**Task:**
For the word "InvalidOperation", tally the lines of the data that contain it and give the tally alone.

(Data for this exercise Opens)

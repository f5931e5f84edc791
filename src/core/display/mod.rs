//=========================================================================
// Display Component
//=========================================================================
//
// Monitor enumeration and video-mode queries.
//
// Components:
// - `monitors`: the primary-first snapshot and its reconciliation
// - `DisplayComponent`: the per-backend trait; every per-monitor query
//   has a default that reads the snapshot, so backends only provide
//   enumeration and video modes
//
// Reconciliation runs when the component is built and whenever the host
// calls `refresh`, typically after a `DisplayChange` event.
//
//=========================================================================

//=== Module Declarations =================================================

mod monitors;

//=== Public API ==========================================================

pub use monitors::{DisconnectedMonitor, Monitor, MonitorList, Reconciliation};

//=== Internal Dependencies ===============================================

use super::error::{PalError, PalResult};
use super::event_queue::EventQueue;
use super::geometry::{Box2i, Vec2, Vec2i};
use super::handle::{ComponentId, DisplayHandle};

//=== Constants ===========================================================

/// Reference DPI for a scale factor of 1.0.
pub const DEFAULT_DPI: f32 = 96.0;

//=== VideoMode ===========================================================

/// One display mode. Width, height and refresh rate are always non-zero.
#[derive(Debug, Clone, Copy, PartialEq)]
pub struct VideoMode {
    pub width: i32,
    pub height: i32,
    pub refresh_rate: f32,
    pub bits_per_pixel: u32,
}

impl VideoMode {
    /// Builds a mode, rejecting entries with a missing required field.
    pub fn checked(
        component: &'static str,
        width: i32,
        height: i32,
        refresh_rate: f32,
        bits_per_pixel: u32,
    ) -> PalResult<Self> {
        if width <= 0 || height <= 0 || refresh_rate <= 0.0 {
            return Err(PalError::backend(
                component,
                format!(
                    "video mode {}x{}@{} is missing a required field",
                    width, height, refresh_rate
                ),
            ));
        }
        Ok(Self {
            width,
            height,
            refresh_rate,
            bits_per_pixel,
        })
    }
}

//=== DisplayComponent ====================================================

/// Monitor enumeration for one backend.
pub trait DisplayComponent {
    //--- Backend hooks ----------------------------------------------------

    fn component_name(&self) -> &'static str;

    fn id(&self) -> ComponentId;

    /// Current snapshot.
    fn monitors(&self) -> &MonitorList;

    /// Re-enumerates, reconciles and raises `DisplayConnection` /
    /// `PrimaryDisplayChange` on `queue`.
    fn refresh(&mut self, queue: &mut EventQueue) -> PalResult<Reconciliation>;

    /// Every mode the monitor's adapter reports, duplicates included.
    fn supported_video_modes(&self, display: DisplayHandle) -> PalResult<Vec<VideoMode>>;

    //--- Capabilities -----------------------------------------------------

    fn can_get_virtual_position(&self) -> bool {
        true
    }

    fn can_set_video_mode(&self) -> bool {
        false
    }

    fn set_video_mode(&mut self, _display: DisplayHandle, _mode: &VideoMode) -> PalResult<()> {
        Err(PalError::UnsupportedOperation("set_video_mode"))
    }

    //--- Enumeration ------------------------------------------------------

    fn display_count(&self) -> usize {
        self.monitors().len()
    }

    /// Monitor at `index`; index 0 is the primary monitor.
    fn display(&self, index: usize) -> PalResult<DisplayHandle> {
        self.monitors().handle_at(index).ok_or_else(|| {
            PalError::InvalidArgument(format!(
                "display index {} out of range ({} connected)",
                index,
                self.display_count()
            ))
        })
    }

    fn primary(&self) -> PalResult<DisplayHandle> {
        self.monitors()
            .primary()
            .or_else(|| self.monitors().handle_at(0))
            .ok_or_else(|| PalError::InvalidOperation("no display connected".to_string()))
    }

    /// Looks up a monitor by device name or adapter name.
    fn find_display(&self, name: &str) -> Option<DisplayHandle> {
        self.monitors().find(name)
    }

    /// Monitor containing `point` (virtual desktop space).
    fn display_at(&self, point: Vec2i) -> Option<DisplayHandle> {
        self.monitors().at(point)
    }

    //--- Per-monitor queries ----------------------------------------------

    fn is_primary(&self, display: DisplayHandle) -> PalResult<bool> {
        Ok(self.monitors().resolve(&display)?.is_primary)
    }

    fn name(&self, display: DisplayHandle) -> PalResult<String> {
        Ok(self.monitors().resolve(&display)?.name.clone())
    }

    fn device_name(&self, display: DisplayHandle) -> PalResult<String> {
        Ok(self.monitors().resolve(&display)?.device_name.clone())
    }

    fn adapter_name(&self, display: DisplayHandle) -> PalResult<String> {
        Ok(self.monitors().resolve(&display)?.adapter_name.clone())
    }

    /// Mode the monitor is currently running in.
    fn video_mode(&self, display: DisplayHandle) -> PalResult<VideoMode> {
        let monitor = self.monitors().resolve(&display)?;
        VideoMode::checked(
            self.component_name(),
            monitor.resolution.x,
            monitor.resolution.y,
            monitor.refresh_rate,
            32,
        )
    }

    fn supported_video_mode_count(&self, display: DisplayHandle) -> PalResult<usize> {
        Ok(self.supported_video_modes(display)?.len())
    }

    fn virtual_position(&self, display: DisplayHandle) -> PalResult<Vec2i> {
        if !self.can_get_virtual_position() {
            return Err(PalError::UnsupportedOperation("virtual_position"));
        }
        Ok(self.monitors().resolve(&display)?.position)
    }

    fn resolution(&self, display: DisplayHandle) -> PalResult<Vec2i> {
        Ok(self.monitors().resolve(&display)?.resolution)
    }

    fn work_area(&self, display: DisplayHandle) -> PalResult<Box2i> {
        Ok(self.monitors().resolve(&display)?.work_area)
    }

    fn refresh_rate(&self, display: DisplayHandle) -> PalResult<f32> {
        Ok(self.monitors().resolve(&display)?.refresh_rate)
    }

    fn dpi(&self, display: DisplayHandle) -> PalResult<Vec2> {
        let monitor = self.monitors().resolve(&display)?;
        Ok(Vec2::new(monitor.dpi_x, monitor.dpi_y))
    }

    /// Scale factor relative to [`DEFAULT_DPI`].
    fn display_scale(&self, display: DisplayHandle) -> PalResult<Vec2> {
        let dpi = self.dpi(display)?;
        Ok(Vec2::new(dpi.x / DEFAULT_DPI, dpi.y / DEFAULT_DPI))
    }
}

//=========================================================================
// Tests
//=========================================================================

#[cfg(test)]
mod tests {
    use super::*;

    struct FixedDisplays {
        id: ComponentId,
        monitors: MonitorList,
    }

    impl FixedDisplays {
        fn new(entries: Vec<Monitor>) -> Self {
            let id = ComponentId::allocate();
            let mut monitors = MonitorList::new(id);
            monitors.reconcile(entries);
            Self { id, monitors }
        }
    }

    impl DisplayComponent for FixedDisplays {
        fn component_name(&self) -> &'static str {
            "FixedDisplays"
        }

        fn id(&self) -> ComponentId {
            self.id
        }

        fn monitors(&self) -> &MonitorList {
            &self.monitors
        }

        fn refresh(&mut self, _queue: &mut EventQueue) -> PalResult<Reconciliation> {
            Ok(Reconciliation::default())
        }

        fn supported_video_modes(&self, display: DisplayHandle) -> PalResult<Vec<VideoMode>> {
            self.monitors.resolve(&display)?;
            Ok(vec![
                VideoMode::checked("FixedDisplays", 800, 600, 60.0, 32)?,
                VideoMode::checked("FixedDisplays", 800, 600, 60.0, 32)?,
            ])
        }
    }

    fn monitor(device: &str, primary: bool, dpi: f32) -> Monitor {
        Monitor {
            device_name: device.to_string(),
            name: device.to_lowercase(),
            adapter_name: "gpu0".to_string(),
            is_primary: primary,
            position: Vec2i::ZERO,
            resolution: Vec2i::new(1280, 720),
            refresh_rate: 75.0,
            work_area: Box2i::new(0, 0, 1280, 690),
            dpi_x: dpi,
            dpi_y: dpi,
            native_id: 0,
        }
    }

    #[test]
    fn index_zero_is_primary() {
        let displays = FixedDisplays::new(vec![monitor("B", false, 96.0), monitor("A", true, 96.0)]);

        assert_eq!(displays.display_count(), 2);
        assert_eq!(displays.display(0).unwrap(), displays.primary().unwrap());
        assert!(displays.is_primary(displays.display(0).unwrap()).unwrap());
        assert!(matches!(displays.display(2), Err(PalError::InvalidArgument(_))));
    }

    #[test]
    fn primary_falls_back_to_first_monitor() {
        let displays = FixedDisplays::new(vec![monitor("A", false, 96.0)]);
        assert_eq!(displays.primary().unwrap(), displays.display(0).unwrap());

        let empty = FixedDisplays::new(Vec::new());
        assert!(matches!(empty.primary(), Err(PalError::InvalidOperation(_))));
    }

    #[test]
    fn current_mode_comes_from_snapshot() {
        let displays = FixedDisplays::new(vec![monitor("A", true, 96.0)]);
        let mode = displays.video_mode(displays.primary().unwrap()).unwrap();

        assert_eq!((mode.width, mode.height), (1280, 720));
        assert_eq!(mode.refresh_rate, 75.0);
    }

    #[test]
    fn mode_count_matches_mode_list() {
        let displays = FixedDisplays::new(vec![monitor("A", true, 96.0)]);
        let display = displays.primary().unwrap();

        let modes = displays.supported_video_modes(display).unwrap();
        assert_eq!(displays.supported_video_mode_count(display).unwrap(), modes.len());
        assert_eq!(modes[0], modes[1], "duplicates are preserved");
    }

    #[test]
    fn incomplete_mode_is_a_backend_error() {
        for (w, h, hz) in [(0, 600, 60.0), (800, 0, 60.0), (800, 600, 0.0)] {
            let err = VideoMode::checked("test", w, h, hz, 32).unwrap_err();
            assert!(err.is_fatal());
        }
    }

    #[test]
    fn scale_is_relative_to_default_dpi() {
        let displays = FixedDisplays::new(vec![monitor("A", true, 144.0)]);
        let scale = displays.display_scale(displays.primary().unwrap()).unwrap();
        assert_eq!(scale, Vec2::new(1.5, 1.5));
    }

    #[test]
    fn setting_video_modes_is_unsupported() {
        let mut displays = FixedDisplays::new(vec![monitor("A", true, 96.0)]);
        let display = displays.primary().unwrap();
        let mode = displays.video_mode(display).unwrap();

        assert!(!displays.can_set_video_mode());
        assert_eq!(
            displays.set_video_mode(display, &mode),
            Err(PalError::UnsupportedOperation("set_video_mode"))
        );
    }
}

(Data for this exercise Closes)

**Task response:**
2